◆ WHAT YOU NEED TO DO
Where in the data below does the word "Stopping" appear? Copy every line that has it.

◆ Stored items
■ ■ ■ ■ ■ ■ ■

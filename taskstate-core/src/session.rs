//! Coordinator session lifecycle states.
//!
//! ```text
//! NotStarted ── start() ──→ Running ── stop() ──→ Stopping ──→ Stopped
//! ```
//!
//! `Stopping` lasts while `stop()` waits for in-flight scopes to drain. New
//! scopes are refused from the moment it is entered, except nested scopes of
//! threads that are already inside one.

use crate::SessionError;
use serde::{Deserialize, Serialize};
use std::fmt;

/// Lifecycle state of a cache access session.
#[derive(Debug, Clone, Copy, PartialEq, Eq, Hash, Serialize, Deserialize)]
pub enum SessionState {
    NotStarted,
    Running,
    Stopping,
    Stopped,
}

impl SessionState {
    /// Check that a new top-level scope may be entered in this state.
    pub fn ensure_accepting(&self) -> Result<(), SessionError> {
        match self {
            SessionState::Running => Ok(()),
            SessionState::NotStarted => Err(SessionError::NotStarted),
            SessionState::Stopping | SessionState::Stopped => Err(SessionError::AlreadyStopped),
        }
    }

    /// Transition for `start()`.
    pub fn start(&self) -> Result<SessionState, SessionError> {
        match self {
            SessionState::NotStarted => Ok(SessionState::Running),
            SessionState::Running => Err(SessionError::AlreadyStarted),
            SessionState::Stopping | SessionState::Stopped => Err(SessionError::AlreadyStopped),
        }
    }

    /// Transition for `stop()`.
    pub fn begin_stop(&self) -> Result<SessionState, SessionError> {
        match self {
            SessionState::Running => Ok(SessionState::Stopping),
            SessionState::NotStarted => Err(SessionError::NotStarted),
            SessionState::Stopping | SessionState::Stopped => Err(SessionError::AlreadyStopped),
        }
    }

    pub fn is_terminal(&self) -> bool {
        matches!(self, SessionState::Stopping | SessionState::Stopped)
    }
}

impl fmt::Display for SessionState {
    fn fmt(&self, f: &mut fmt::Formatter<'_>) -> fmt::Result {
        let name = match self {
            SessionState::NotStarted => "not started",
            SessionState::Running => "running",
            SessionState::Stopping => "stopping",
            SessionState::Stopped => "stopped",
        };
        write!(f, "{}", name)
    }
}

■ ■ ■ ■ ■ ■ ■

◆ EXERCISE RESPONSE
//! NotStarted ── start() ──→ Running ── stop() ──→ Stopping ──→ Stopped
//! `Stopping` lasts while `stop()` waits for in-flight scopes to drain. New
    Stopping,
            SessionState::Stopping | SessionState::Stopped => Err(SessionError::AlreadyStopped),
            SessionState::Stopping | SessionState::Stopped => Err(SessionError::AlreadyStopped),
            SessionState::Running => Ok(SessionState::Stopping),
            SessionState::Stopping | SessionState::Stopped => Err(SessionError::AlreadyStopped),
        matches!(self, SessionState::Stopping | SessionState::Stopped)
            SessionState::Stopping => "stopping",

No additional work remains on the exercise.